This article describes the intervention delivery system adopted in the WASH Benefits study in rural Bangladesh, a large-scale efficacy trial of different combinations of WASH and child nutrition behaviour-change interventions delivered by CHWs [6]. The efficacy trial found that nutrition only and nutrition plus WASH interventions improved linear growth and decreased diarrhoea among recipient children [7]. The WASH Benefits interventions were selected from 2 years of pilot studies and the delivery methods aimed at sustained uptake are described in this paper, part of a three-paper series on WASH Benefits Intervention Delivery and Performance [8, 9]; the paper by Rahman et al. [8] describes fidelity measurement methods and monitoring; the paper by Parvez et al. [9] describes methods and findings for intervention uptake.
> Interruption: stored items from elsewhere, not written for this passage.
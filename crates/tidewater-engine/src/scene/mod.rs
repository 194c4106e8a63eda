//! Scene registry.
//!
//! Responsibilities:
//! - own render items, materials and meshes behind index handles
//! - keep per-layer draw order (insertion order within a layer)
//! - propagate transform/material changes to every ring slot via dirty counters

mod camera;
mod geometry;
mod item;
mod layer;
mod lighting;
mod material;
mod registry;

pub use camera::Camera;
pub use geometry::{GeometryProvider, GeometryRef, Mesh, MeshId, MeshTable, MeshVertices, SubmeshRange};
pub use item::{ItemHandle, RenderItem};
pub use layer::DrawLayer;
pub use lighting::Lighting;
pub use material::{Material, MaterialHandle, MaterialStore};
pub use registry::{DrawCall, Scene};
In this paper we describe both the intervention delivery system necessary to achieve the high level of uptake, and the difficulties encountered during intervention delivery and how they were addressed.

Methods

Terminology and definitions

We adapt terminology described previously [10], as follows:

  • Dissemination: “An effort to communicate tailored information to target audiences with the goal of engagement and information use; dissemination is an inherent part of implementation”
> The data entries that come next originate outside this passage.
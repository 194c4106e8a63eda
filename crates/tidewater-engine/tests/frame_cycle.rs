use std::thread;
use std::time::{Duration, Instant};

use glam::{Mat4, Vec2, Vec3};
use tidewater_engine::frame::{CpuFence, Fence, FrameRing, FrameRingConfig};
use tidewater_engine::orchestrator::{
    BackendCall, FrameOrchestrator, FrameStage, OrchestratorConfig, RecordingBackend,
};
use tidewater_engine::render::{PipelineKey, Vertex};
use tidewater_engine::scene::{
    Camera, DrawLayer, GeometryProvider, ItemHandle, Material, Mesh, MeshVertices, Scene,
};
use tidewater_engine::time::FrameTime;
use tidewater_engine::RenderError;

fn triangle_scene(ring: usize) -> (Scene, ItemHandle) {
    let mut scene = Scene::new(ring).unwrap();
    let v = vec![Vertex::new(Vec3::ZERO, Vec3::Y, Vec2::ZERO); 3];
    scene
        .meshes_mut()
        .insert(Mesh::new("tri", MeshVertices::Static(v), vec![0, 1, 2]))
        .unwrap();
    let geo = scene.meshes().resolve("tri").unwrap();
    let mat = scene.materials_mut().insert(Material::new("grass", 0)).unwrap();
    let item = scene
        .add_item(DrawLayer::Opaque, geo, mat, Mat4::IDENTITY, Mat4::IDENTITY)
        .unwrap();
    (scene, item)
}

fn ring_config(slots: usize, timeout: Option<Duration>) -> FrameRingConfig {
    FrameRingConfig {
        slot_count: slots,
        wait_timeout: timeout,
    }
}

// ── ring + dirty counters ──────────────────────────────────────────────────

#[test]
fn dirty_item_reaches_every_slot() {
    let (mut scene, item) = triangle_scene(3);
    let mut ring = FrameRing::new(
        &ring_config(3, None),
        scene.slot_capacity(),
        CpuFence::immediate(),
    )
    .unwrap();

    // Settle the initial dirtiness.
    let mut fence = 0;
    for _ in 0..3 {
        ring.acquire_next().unwrap();
        scene.refresh_constants(ring.current_slot_mut()).unwrap();
        fence += 1;
        ring.finish_frame(fence).unwrap();
    }

    let world = Mat4::from_translation(Vec3::new(0.0, 2.0, 0.0));
    scene.set_world(item, world).unwrap();

    for cycle in 0..3 {
        ring.acquire_next().unwrap();
        scene.refresh_constants(ring.current_slot_mut()).unwrap();
        fence += 1;
        ring.finish_frame(fence).unwrap();

        let left = scene.item(item).unwrap().frames_dirty();
        if cycle < 2 {
            assert!(left > 0);
        } else {
            assert_eq!(left, 0);
        }
    }

    for slot in ring.slots() {
        let c = slot.object_constants.get(0).unwrap();
        assert_eq!(c.world, world.to_cols_array_2d());
    }
}

#[test]
fn acquire_blocks_until_gpu_retires_slot() {
    let fence = CpuFence::new();
    let gpu = fence.completer();
    let (scene, _) = triangle_scene(2);
    let mut ring = FrameRing::new(
        &ring_config(2, Some(Duration::from_secs(5))),
        scene.slot_capacity(),
        fence,
    )
    .unwrap();

    assert_eq!(ring.acquire_next().unwrap(), 0);
    ring.finish_frame(1).unwrap();
    assert_eq!(ring.acquire_next().unwrap(), 1);
    ring.finish_frame(2).unwrap();

    let worker = thread::spawn(move || {
        thread::sleep(Duration::from_millis(30));
        gpu.complete_next()
    });

    let started = Instant::now();
    assert_eq!(ring.acquire_next().unwrap(), 0);
    assert!(started.elapsed() >= Duration::from_millis(20));
    assert_eq!(worker.join().unwrap(), Some(1));
    assert_eq!(ring.fence().completed_value(), 1);
}

#[test]
fn stalled_gpu_times_out() {
    let (scene, _) = triangle_scene(1);
    let mut ring = FrameRing::new(
        &ring_config(1, Some(Duration::from_millis(10))),
        scene.slot_capacity(),
        CpuFence::new(),
    )
    .unwrap();

    ring.acquire_next().unwrap();
    ring.finish_frame(1).unwrap();
    assert!(matches!(
        ring.acquire_next(),
        Err(RenderError::SynchronizationTimeout {
            value: 1,
            completed: 0,
            ..
        })
    ));
}

// ── orchestrator ───────────────────────────────────────────────────────────

#[test]
fn orchestrated_frames_cycle_slots() {
    let (scene, item) = triangle_scene(3);
    let config = OrchestratorConfig {
        ring: ring_config(3, Some(Duration::from_secs(1))),
        wireframe: false,
    };
    let mut o = FrameOrchestrator::new(&config, scene, None, CpuFence::immediate()).unwrap();
    let mut backend = RecordingBackend::default();
    let camera = Camera::default();

    let mut slots = Vec::new();
    for i in 0..5u64 {
        let t = FrameTime::fixed(0.016, 0.016 * (i + 1) as f32, i);
        let report = o.run_frame(&t, &camera, &mut backend).unwrap();
        assert_eq!(report.fence_value, i + 1);
        assert_eq!(o.stage(), FrameStage::Idle);
        slots.push(report.slot_index);
    }

    assert_eq!(slots, vec![0, 1, 2, 0, 1]);
    assert_eq!(o.scene().item(item).unwrap().frames_dirty(), 0);
    assert_eq!(backend.calls.len(), 20);
    assert_eq!(backend.calls[16], BackendCall::Upload(1));
}

#[test]
fn wireframe_toggle_switches_opaque_pipeline() {
    let (scene, _) = triangle_scene(2);
    let config = OrchestratorConfig {
        ring: ring_config(2, None),
        wireframe: true,
    };
    let mut o = FrameOrchestrator::new(&config, scene, None, CpuFence::immediate()).unwrap();
    let mut backend = RecordingBackend::default();
    let camera = Camera::default();

    o.run_frame(&FrameTime::fixed(0.016, 0.016, 0), &camera, &mut backend)
        .unwrap();
    assert_eq!(
        backend.last_frame().unwrap().batches[0].pipeline,
        PipelineKey::OpaqueWireframe
    );

    o.set_wireframe(false);
    o.run_frame(&FrameTime::fixed(0.016, 0.032, 1), &camera, &mut backend)
        .unwrap();
    assert_eq!(
        backend.last_frame().unwrap().batches[0].pipeline,
        PipelineKey::Opaque
    );
}

#[test]
fn frame_error_leaves_orchestrator_idle() {
    let (scene, _) = triangle_scene(1);
    let config = OrchestratorConfig {
        ring: ring_config(1, Some(Duration::from_millis(5))),
        wireframe: false,
    };
    let mut o = FrameOrchestrator::new(&config, scene, None, CpuFence::new()).unwrap();
    let mut backend = RecordingBackend::default();
    let camera = Camera::default();

    o.run_frame(&FrameTime::fixed(0.016, 0.016, 0), &camera, &mut backend)
        .unwrap();
    let err = o
        .run_frame(&FrameTime::fixed(0.016, 0.032, 1), &camera, &mut backend)
        .unwrap_err();

    assert!(matches!(err, RenderError::SynchronizationTimeout { .. }));
    assert_eq!(o.stage(), FrameStage::Idle);
    assert_eq!(backend.calls.len(), 4);
}

#[test]
fn stalled_slot_reaches_backend_only_after_retry() {
    let (scene, _) = triangle_scene(2);
    let config = OrchestratorConfig {
        ring: ring_config(2, Some(Duration::from_millis(5))),
        wireframe: false,
    };
    let fence = CpuFence::new();
    let gpu = fence.completer();
    let mut o = FrameOrchestrator::new(&config, scene, None, fence).unwrap();
    let mut backend = RecordingBackend::default();
    let camera = Camera::default();

    for i in 0..2u64 {
        let t = FrameTime::fixed(0.016, 0.016 * (i + 1) as f32, i);
        o.run_frame(&t, &camera, &mut backend).unwrap();
    }

    let t = FrameTime::fixed(0.016, 0.048, 2);
    assert!(o.run_frame(&t, &camera, &mut backend).is_err());
    assert_eq!(backend.calls.len(), 8);
    assert_eq!(o.ring().current_index(), 1);

    gpu.complete_next();
    let report = o.run_frame(&t, &camera, &mut backend).unwrap();
    assert_eq!(report.slot_index, 0);
    assert_eq!(report.fence_value, 3);
    assert_eq!(backend.calls[8], BackendCall::Upload(0));
}
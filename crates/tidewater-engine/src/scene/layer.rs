/// Draw layer. Layers are recorded in declaration order; each maps to one pipeline.
#[derive(Debug, Copy, Clone, PartialEq, Eq, Hash, PartialOrd, Ord)]
pub enum DrawLayer {
    Opaque,
    AlphaTested,
    AlphaTestedSprites,
    /// Blended; always last.
    Transparent,
}

impl DrawLayer {
    /// Every layer in submission order.
    pub const ALL: [DrawLayer; 4] = [
        DrawLayer::Opaque,
        DrawLayer::AlphaTested,
        DrawLayer::AlphaTestedSprites,
        DrawLayer::Transparent,
    ];

    pub const COUNT: usize = Self::ALL.len();

    #[inline]
    pub fn index(self) -> usize {
        self as usize
    }
}

#[cfg(test)]
mod tests {
    use super::*;

    #[test]
    fn order_is_fixed() {
        let idx: Vec<usize> = DrawLayer::ALL.iter().map(|l| l.index()).collect();
        assert_eq!(idx, vec![0, 1, 2, 3]);
        assert!(DrawLayer::Opaque < DrawLayer::Transparent);
        assert_eq!(DrawLayer::ALL.last(), Some(&DrawLayer::Transparent));
    }
}
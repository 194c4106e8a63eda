use glam::{Vec3, Vec4};

use crate::error::{RenderError, RenderResult};
use crate::render::{Light, MAX_LIGHTS};

/// Scene-wide lighting and fog.
///
/// Directional lights are packed before point lights in the pass record.
#[derive(Debug, Clone)]
pub struct Lighting {
    pub ambient: Vec4,
    pub fog_color: Vec4,
    /// Distance at which fog starts.
    pub fog_start: f32,
    /// Distance over which fog reaches full strength.
    pub fog_range: f32,
    directional: Vec<Light>,
    point: Vec<Light>,
}

impl Default for Lighting {
    /// One key light plus three coloured point lights along the x axis.
    fn default() -> Self {
        Self {
            ambient: Vec4::new(0.25, 0.25, 0.35, 1.0),
            fog_color: Vec4::new(0.7, 0.7, 0.7, 1.0),
            fog_start: 5.0,
            fog_range: 150.0,
            directional: vec![Light::directional(
                Vec3::new(1.0, -1.0, 1.0),
                Vec3::splat(0.6),
            )],
            point: vec![
                Light::point(Vec3::new(0.0, 1.0, 0.0), Vec3::new(1.0, 0.0, 0.0), 1.0, 10.0),
                Light::point(Vec3::new(-4.0, 1.0, 0.0), Vec3::new(0.0, 1.0, 0.0), 1.0, 10.0),
                Light::point(Vec3::new(4.0, 1.0, 0.0), Vec3::new(0.0, 0.0, 1.0), 1.0, 10.0),
            ],
        }
    }
}

impl Lighting {
    /// Ambient and fog only.
    pub fn unlit() -> Self {
        Self {
            directional: Vec::new(),
            point: Vec::new(),
            ..Self::default()
        }
    }

    pub fn directional_count(&self) -> usize {
        self.directional.len()
    }

    pub fn point_count(&self) -> usize {
        self.point.len()
    }

    /// Directional lights first, then point lights.
    pub fn lights(&self) -> impl Iterator<Item = &Light> {
        self.directional.iter().chain(self.point.iter())
    }

    pub fn push_directional(&mut self, light: Light) -> RenderResult<()> {
        self.check_capacity()?;
        self.directional.push(light);
        Ok(())
    }

    pub fn push_point(&mut self, light: Light) -> RenderResult<()> {
        self.check_capacity()?;
        self.point.push(light);
        Ok(())
    }

    fn check_capacity(&self) -> RenderResult<()> {
        if self.directional.len() + self.point.len() >= MAX_LIGHTS {
            return Err(RenderError::exhausted(format!(
                "a pass holds at most {MAX_LIGHTS} lights"
            )));
        }
        Ok(())
    }
}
  • Intervention: “Health promotion activities being tested or implemented to improve health outcomes.” (adapted from “Clinical Intervention”)

  • Intervention delivery (used in place of “Implementation” for the purpose of this manuscript) “An effort specifically designed to get best practice findings and related products into habitual and sustained use through appropriate change/uptake/adoption interventions”
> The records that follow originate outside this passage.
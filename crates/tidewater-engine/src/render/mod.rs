//! Scene rendering on wgpu.
//!
//! Responsibilities:
//! - GPU record layouts (vertices, object/material/pass constants)
//! - the named pipeline set and its shared bind group layouts
//! - per-slot GPU buffers and the `FrameBackend` that draws layer batches

mod constants;
mod mesh;
mod pipelines;
mod renderer;
mod slot_buffers;
mod texture;
mod vertex;

pub use constants::{Light, MaterialConstants, ObjectConstants, PassConstants, PassTiming, MAX_LIGHTS};
pub use pipelines::PipelineKey;
pub use renderer::{SceneRenderer, SurfaceFrame};
pub use texture::TextureData;
pub use vertex::{SpriteVertex, Vertex};
/// Initialization parameters for the GPU layer.
#[derive(Debug, Clone)]
pub struct GpuInit {
    /// Prefer an sRGB surface format when available.
    pub prefer_srgb: bool,

    /// Present mode (swap behavior). FIFO is supported everywhere.
    pub present_mode: wgpu::PresentMode,

    /// Optional alpha mode preference for the surface.
    ///
    /// If provided but unsupported on the current surface, a supported mode is selected.
    pub alpha_mode: Option<wgpu::CompositeAlphaMode>,

    /// Features the device must have; initialization fails without them.
    pub required_features: wgpu::Features,

    /// Features enabled only when the adapter offers them.
    ///
    /// Line polygon mode lives here: without it the wireframe pipeline is skipped.
    pub optional_features: wgpu::Features,

    /// Limits requested from the adapter/device.
    pub required_limits: wgpu::Limits,

    /// Desired maximum frame latency for the surface.
    ///
    /// This value is a hint; support depends on platform/backend.
    pub desired_maximum_frame_latency: u32,
}

impl Default for GpuInit {
    fn default() -> Self {
        Self {
            prefer_srgb: true,
            present_mode: wgpu::PresentMode::Fifo,
            alpha_mode: None,
            required_features: wgpu::Features::empty(),
            optional_features: wgpu::Features::POLYGON_MODE_LINE,
            required_limits: wgpu::Limits::default(),
            desired_maximum_frame_latency: 2,
        }
    }
}

impl GpuInit {
    /// Feature set to request from an adapter offering `available`.
    pub(crate) fn features_for(&self, available: wgpu::Features) -> wgpu::Features {
        self.required_features | (self.optional_features & available)
    }
}

#[cfg(test)]
mod tests {
    use super::*;

    #[test]
    fn optional_features_follow_adapter() {
        let init = GpuInit::default();
        assert_eq!(
            init.features_for(wgpu::Features::POLYGON_MODE_LINE),
            wgpu::Features::POLYGON_MODE_LINE
        );
        assert_eq!(init.features_for(wgpu::Features::empty()), wgpu::Features::empty());
    }
}
use std::collections::HashMap;

use crate::error::{RenderError, RenderResult};
use crate::render::{SpriteVertex, Vertex};

/// Index of a mesh in its `MeshTable`.
#[derive(Debug, Copy, Clone, PartialEq, Eq, Hash)]
pub struct MeshId(u32);

impl MeshId {
    #[inline]
    pub fn index(self) -> usize {
        self.0 as usize
    }
}

/// A draw range inside a mesh's shared vertex/index buffers.
#[derive(Debug, Copy, Clone, PartialEq, Eq, Default)]
pub struct SubmeshRange {
    pub index_count: u32,
    pub start_index: u32,
    pub base_vertex: i32,
    pub vertex_count: u32,
}

/// Non-owning reference to geometry: a mesh plus a range within it.
#[derive(Debug, Copy, Clone, PartialEq, Eq)]
pub struct GeometryRef {
    pub mesh: MeshId,
    pub range: SubmeshRange,
}

/// Resolves shape names to geometry.
pub trait GeometryProvider {
    fn resolve(&self, shape: &str) -> Option<GeometryRef>;
}

/// Vertex storage of a mesh.
#[derive(Debug, Clone)]
pub enum MeshVertices {
    /// Uploaded once at startup.
    Static(Vec<Vertex>),
    /// Rewritten every frame from the frame slot's dynamic vertex buffer.
    Dynamic { count: usize },
    /// Billboard points, drawn instanced.
    Sprites(Vec<SpriteVertex>),
}

impl MeshVertices {
    pub fn len(&self) -> usize {
        match self {
            MeshVertices::Static(v) => v.len(),
            MeshVertices::Dynamic { count } => *count,
            MeshVertices::Sprites(v) => v.len(),
        }
    }

    pub fn is_empty(&self) -> bool {
        self.len() == 0
    }
}

/// Shared vertex/index data with named sub-ranges.
#[derive(Debug, Clone)]
pub struct Mesh {
    pub name: String,
    pub vertices: MeshVertices,
    pub indices: Vec<u32>,
    submeshes: HashMap<String, SubmeshRange>,
}

impl Mesh {
    /// Creates a mesh whose own name resolves to its full range.
    pub fn new(name: impl Into<String>, vertices: MeshVertices, indices: Vec<u32>) -> Self {
        let name = name.into();
        let whole = SubmeshRange {
            index_count: indices.len() as u32,
            start_index: 0,
            base_vertex: 0,
            vertex_count: vertices.len() as u32,
        };
        let mut submeshes = HashMap::new();
        submeshes.insert(name.clone(), whole);
        Self {
            name,
            vertices,
            indices,
            submeshes,
        }
    }

    pub fn with_submesh(mut self, name: impl Into<String>, range: SubmeshRange) -> Self {
        self.submeshes.insert(name.into(), range);
        self
    }

    pub fn submesh(&self, name: &str) -> Option<SubmeshRange> {
        self.submeshes.get(name).copied()
    }

    pub fn is_dynamic(&self) -> bool {
        matches!(self.vertices, MeshVertices::Dynamic { .. })
    }
}

/// Owning table of meshes.
///
/// Shapes are addressed as `"mesh/submesh"`, or `"mesh"` for the whole mesh.
#[derive(Debug, Default)]
pub struct MeshTable {
    meshes: Vec<Mesh>,
    by_name: HashMap<String, MeshId>,
}

impl MeshTable {
    pub fn new() -> Self {
        Self::default()
    }

    pub fn insert(&mut self, mesh: Mesh) -> RenderResult<MeshId> {
        if self.by_name.contains_key(&mesh.name) {
            return Err(RenderError::config(format!("duplicate mesh '{}'", mesh.name)));
        }
        if mesh.is_dynamic() && self.dynamic().is_some() {
            return Err(RenderError::config(format!(
                "mesh '{}': only one dynamic mesh is supported",
                mesh.name
            )));
        }

        let id = MeshId(self.meshes.len() as u32);
        self.by_name.insert(mesh.name.clone(), id);
        self.meshes.push(mesh);
        Ok(id)
    }

    pub fn get(&self, id: MeshId) -> Option<&Mesh> {
        self.meshes.get(id.index())
    }

    pub fn id(&self, name: &str) -> Option<MeshId> {
        self.by_name.get(name).copied()
    }

    pub fn len(&self) -> usize {
        self.meshes.len()
    }

    pub fn is_empty(&self) -> bool {
        self.meshes.is_empty()
    }

    pub fn iter(&self) -> impl Iterator<Item = (MeshId, &Mesh)> {
        self.meshes
            .iter()
            .enumerate()
            .map(|(i, m)| (MeshId(i as u32), m))
    }

    /// The per-frame mesh and its vertex count, if any.
    pub fn dynamic(&self) -> Option<(MeshId, usize)> {
        self.iter().find_map(|(id, m)| match m.vertices {
            MeshVertices::Dynamic { count } => Some((id, count)),
            _ => None,
        })
    }
}

impl GeometryProvider for MeshTable {
    fn resolve(&self, shape: &str) -> Option<GeometryRef> {
        let (mesh_name, sub) = shape.split_once('/').unwrap_or((shape, shape));
        let mesh = self.id(mesh_name)?;
        let range = self.get(mesh)?.submesh(sub)?;
        Some(GeometryRef { mesh, range })
    }
}
//! The contract between the window runtime and whatever it renders.

mod app;
mod ctx;

pub use app::{App, AppControl};
pub use ctx::FrameCtx;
For intervention uptake we draw a distinction between actions taken by CHWs to achieve behavioural versus technology uptake and further divide these between optimal and routine uptake to illustrate the differences in CHW-delivered interventions (Table 2).

WASH Benefits intervention design

The WASH Benefits Bangladesh cluster randomized controlled trial was conducted in four central Bangladesh districts; Tangail, Gazipur, Kishorgonj, and Mymensingh (Fig. 1). Details of the study design are described elsewhere [6]. In summary, the interventions included free provision of enabling technologies as follows: an insulated drinking-water storage container [11] (Lion Star Plastics, Sri Lanka) for treated stored water; a sani-scoop (a locally developed tool made specifically for the trial, based on previous research [12] was used to remove feces from the household environment; a child’s potty [13] (RFL, Bangladesh) to minimize child open defecation in the household environment; double-pit pour-flush improved latrines [14] for hygienic feces containment; handwashing stations and soapy water storage bottles [15] (RFL Bangladesh). The following supplies were provided for the intervention: Aquatabs™ (Medentech, Wexford, Ireland) for water treatment, laundry detergent sachets for soapy water preparation and Lipid-based Nutrient Supplement (LNS; Nutriset, France). The intervention technologies and products were integrated with parallel behaviour-change promotion, described and displayed in greater detail in the companion paper on monitoring intervention coverage and quality [8]. Behavioural objectives were drinking treated, safely stored water, safe feces disposal, handwashing with soap at key times, and age-appropriate nutrition behaviours (promoted exclusive breastfeeding up to 6 months of age, for children aged 6–24 months complementary feeding and supplementation using LNS). There were six intervention arms comprising 4169 enrolled households in geographically matched clusters: (1) drinking water treatment and safe storage, (2) sanitation, (3) handwashing, (4) combined water + sanitation + handwashing, (5) nutrition, and (6) combined nutrition + water + sanitation + handwashing.

Fig. 1
figure 1

Location of the WASH Benefits Bangladesh Study. a A map of Bangladesh showing districts in which the WASH Benefits study was conducted; Tangail (blue), Gazipur (green), Kishoreganj (pink) and Mymensingh (yellow). b WASH Benefits study clusters (indicated with black dots) within the four districts

Each CHW was responsible for one cluster of one intervention arm. Each cluster consisted of six to eight geographically proximate households, identified as having a pregnant mother at enrollment, with an average diameter of 1 km (range 0.2–2.2 km) and being separated from adjacent study clusters by at least 1 km (at least a 15-min walk). The six intervention and two control clusters were grouped into trial blocks (Fig. 2).

Fig. 2
figure 2

WASH Benefits Bangladesh trial blocks. Each trial block comprised six intervention and two control clusters, each of 6 to 8 households with a pregnant woman (at enrollment) with 1 km buffer between consecutive clusters; W water treatment and safe storage, S sanitation, H handwashing, N nutrition, C control, WSH water treatment + sanitation + handwashing, N + WSH nutrition + water treatment + sanitation + handwashing

Lessons learned from prior WASH effectiveness, implementation, and formative research studies in Bangladesh

We applied lessons learned from two prior effectiveness and implementation research studies in which several of the WASH Benefits Bangladesh study team members were involved (Table 3).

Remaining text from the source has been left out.